Directions
Repeat only the lines running from the beginning of the material through the line that contains "let mut threads: Vec<JoinHandle<()>>".

[Dataset records — start]

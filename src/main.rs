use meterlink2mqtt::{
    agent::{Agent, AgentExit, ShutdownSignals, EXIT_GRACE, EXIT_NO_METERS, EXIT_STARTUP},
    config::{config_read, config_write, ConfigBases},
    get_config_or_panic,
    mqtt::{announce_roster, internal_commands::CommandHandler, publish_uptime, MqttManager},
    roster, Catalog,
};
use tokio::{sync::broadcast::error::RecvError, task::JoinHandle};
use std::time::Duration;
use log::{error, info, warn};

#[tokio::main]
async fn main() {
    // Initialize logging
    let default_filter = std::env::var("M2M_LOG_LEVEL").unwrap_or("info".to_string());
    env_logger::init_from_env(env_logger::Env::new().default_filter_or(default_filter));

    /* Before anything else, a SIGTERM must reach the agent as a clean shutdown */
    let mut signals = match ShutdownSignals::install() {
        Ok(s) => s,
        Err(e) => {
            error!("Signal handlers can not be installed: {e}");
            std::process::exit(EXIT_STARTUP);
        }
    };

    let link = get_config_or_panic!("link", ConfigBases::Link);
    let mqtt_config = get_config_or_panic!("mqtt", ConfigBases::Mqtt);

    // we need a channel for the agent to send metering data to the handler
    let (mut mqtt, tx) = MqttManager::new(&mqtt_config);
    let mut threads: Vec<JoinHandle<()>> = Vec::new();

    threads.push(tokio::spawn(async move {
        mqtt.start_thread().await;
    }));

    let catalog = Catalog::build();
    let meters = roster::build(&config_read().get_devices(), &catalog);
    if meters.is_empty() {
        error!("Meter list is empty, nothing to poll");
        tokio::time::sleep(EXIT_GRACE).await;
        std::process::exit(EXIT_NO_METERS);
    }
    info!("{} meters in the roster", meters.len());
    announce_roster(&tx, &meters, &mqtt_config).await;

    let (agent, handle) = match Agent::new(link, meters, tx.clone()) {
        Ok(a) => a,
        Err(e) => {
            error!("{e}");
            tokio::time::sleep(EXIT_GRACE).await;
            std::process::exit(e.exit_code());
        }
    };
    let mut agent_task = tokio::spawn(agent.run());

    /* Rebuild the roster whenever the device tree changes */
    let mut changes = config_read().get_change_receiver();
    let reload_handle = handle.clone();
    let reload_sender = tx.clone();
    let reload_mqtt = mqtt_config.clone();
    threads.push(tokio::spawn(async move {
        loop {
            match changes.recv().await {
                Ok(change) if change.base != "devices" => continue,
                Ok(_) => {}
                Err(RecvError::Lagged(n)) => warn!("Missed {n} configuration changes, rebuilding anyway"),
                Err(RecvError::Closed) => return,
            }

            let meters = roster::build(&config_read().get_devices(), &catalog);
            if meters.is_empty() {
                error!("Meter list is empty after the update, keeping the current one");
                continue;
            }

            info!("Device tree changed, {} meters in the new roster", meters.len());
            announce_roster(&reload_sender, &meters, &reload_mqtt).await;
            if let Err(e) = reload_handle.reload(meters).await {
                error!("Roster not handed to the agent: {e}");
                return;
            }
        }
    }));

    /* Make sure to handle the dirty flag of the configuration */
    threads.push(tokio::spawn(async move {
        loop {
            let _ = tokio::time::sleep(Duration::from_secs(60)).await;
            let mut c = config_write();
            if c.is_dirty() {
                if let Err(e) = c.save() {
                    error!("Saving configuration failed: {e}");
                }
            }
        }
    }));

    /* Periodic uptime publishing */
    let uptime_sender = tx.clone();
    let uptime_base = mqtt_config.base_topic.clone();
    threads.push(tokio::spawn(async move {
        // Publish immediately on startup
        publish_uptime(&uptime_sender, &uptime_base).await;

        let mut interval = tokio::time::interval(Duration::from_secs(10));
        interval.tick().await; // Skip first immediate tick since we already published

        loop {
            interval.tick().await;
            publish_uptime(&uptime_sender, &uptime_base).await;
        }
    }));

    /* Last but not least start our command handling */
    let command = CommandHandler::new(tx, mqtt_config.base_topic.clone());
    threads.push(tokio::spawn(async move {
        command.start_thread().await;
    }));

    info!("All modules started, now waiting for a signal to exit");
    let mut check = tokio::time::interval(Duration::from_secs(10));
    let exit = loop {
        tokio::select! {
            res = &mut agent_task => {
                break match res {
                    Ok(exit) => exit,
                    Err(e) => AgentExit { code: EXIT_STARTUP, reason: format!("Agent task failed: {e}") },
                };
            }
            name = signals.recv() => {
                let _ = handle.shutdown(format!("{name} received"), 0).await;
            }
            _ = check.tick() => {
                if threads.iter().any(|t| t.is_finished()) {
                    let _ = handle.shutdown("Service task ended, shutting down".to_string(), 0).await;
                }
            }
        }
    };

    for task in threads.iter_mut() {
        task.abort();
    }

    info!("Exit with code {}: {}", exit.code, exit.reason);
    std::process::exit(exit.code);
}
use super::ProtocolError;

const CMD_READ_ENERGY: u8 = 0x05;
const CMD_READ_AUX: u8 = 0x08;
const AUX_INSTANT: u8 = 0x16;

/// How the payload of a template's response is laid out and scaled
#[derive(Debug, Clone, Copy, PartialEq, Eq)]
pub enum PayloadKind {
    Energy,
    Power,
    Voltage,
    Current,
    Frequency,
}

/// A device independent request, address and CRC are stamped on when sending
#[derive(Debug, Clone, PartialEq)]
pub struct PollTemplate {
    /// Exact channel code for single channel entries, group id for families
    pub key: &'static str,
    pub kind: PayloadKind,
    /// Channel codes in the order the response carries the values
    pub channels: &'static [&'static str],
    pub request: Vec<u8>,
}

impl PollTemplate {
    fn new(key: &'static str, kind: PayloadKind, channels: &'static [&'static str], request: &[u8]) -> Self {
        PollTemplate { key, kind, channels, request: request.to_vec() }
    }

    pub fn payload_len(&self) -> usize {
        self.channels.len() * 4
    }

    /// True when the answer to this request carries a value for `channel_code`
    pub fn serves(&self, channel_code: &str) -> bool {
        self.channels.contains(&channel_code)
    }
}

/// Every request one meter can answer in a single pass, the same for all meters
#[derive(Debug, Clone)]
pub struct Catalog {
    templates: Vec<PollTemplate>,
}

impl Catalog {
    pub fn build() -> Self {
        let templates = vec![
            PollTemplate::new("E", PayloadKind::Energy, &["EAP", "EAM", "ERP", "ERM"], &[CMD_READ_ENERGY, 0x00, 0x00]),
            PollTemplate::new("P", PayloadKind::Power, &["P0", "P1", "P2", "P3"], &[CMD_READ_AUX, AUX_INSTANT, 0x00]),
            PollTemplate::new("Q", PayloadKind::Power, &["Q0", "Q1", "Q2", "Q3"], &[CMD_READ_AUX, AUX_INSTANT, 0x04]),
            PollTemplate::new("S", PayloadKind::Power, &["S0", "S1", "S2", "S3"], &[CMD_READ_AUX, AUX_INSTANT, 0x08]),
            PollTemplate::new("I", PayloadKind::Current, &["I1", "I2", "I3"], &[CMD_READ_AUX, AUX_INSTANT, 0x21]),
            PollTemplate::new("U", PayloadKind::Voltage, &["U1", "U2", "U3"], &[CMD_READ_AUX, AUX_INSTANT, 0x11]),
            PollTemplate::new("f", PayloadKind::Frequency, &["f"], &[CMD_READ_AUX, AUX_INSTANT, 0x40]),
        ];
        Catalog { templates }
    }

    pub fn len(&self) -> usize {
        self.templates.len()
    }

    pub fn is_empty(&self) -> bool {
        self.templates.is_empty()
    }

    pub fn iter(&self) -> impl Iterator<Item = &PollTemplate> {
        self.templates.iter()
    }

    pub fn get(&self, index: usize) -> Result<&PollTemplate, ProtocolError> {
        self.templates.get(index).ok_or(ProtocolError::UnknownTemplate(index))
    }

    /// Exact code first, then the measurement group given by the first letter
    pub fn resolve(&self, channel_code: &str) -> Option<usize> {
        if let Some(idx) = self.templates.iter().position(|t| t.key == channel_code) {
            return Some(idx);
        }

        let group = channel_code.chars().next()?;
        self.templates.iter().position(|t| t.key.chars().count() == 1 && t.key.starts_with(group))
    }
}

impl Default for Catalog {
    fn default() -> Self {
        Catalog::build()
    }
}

[Dataset records — finish]

Solution to this task
filename src/main.rs
use meterlink2mqtt::{
    agent::{Agent, AgentExit, ShutdownSignals, EXIT_GRACE, EXIT_NO_METERS, EXIT_STARTUP},
    config::{config_read, config_write, ConfigBases},
    get_config_or_panic,
    mqtt::{announce_roster, internal_commands::CommandHandler, publish_uptime, MqttManager},
    roster, Catalog,
};
use tokio::{sync::broadcast::error::RecvError, task::JoinHandle};
use std::time::Duration;
use log::{error, info, warn};

#[tokio::main]
async fn main() {
    // Initialize logging
    let default_filter = std::env::var("M2M_LOG_LEVEL").unwrap_or("info".to_string());
    env_logger::init_from_env(env_logger::Env::new().default_filter_or(default_filter));

    /* Before anything else, a SIGTERM must reach the agent as a clean shutdown */
    let mut signals = match ShutdownSignals::install() {
        Ok(s) => s,
        Err(e) => {
            error!("Signal handlers can not be installed: {e}");
            std::process::exit(EXIT_STARTUP);
        }
    };

    let link = get_config_or_panic!("link", ConfigBases::Link);
    let mqtt_config = get_config_or_panic!("mqtt", ConfigBases::Mqtt);

    // we need a channel for the agent to send metering data to the handler
    let (mut mqtt, tx) = MqttManager::new(&mqtt_config);
    let mut threads: Vec<JoinHandle<()>> = Vec::new();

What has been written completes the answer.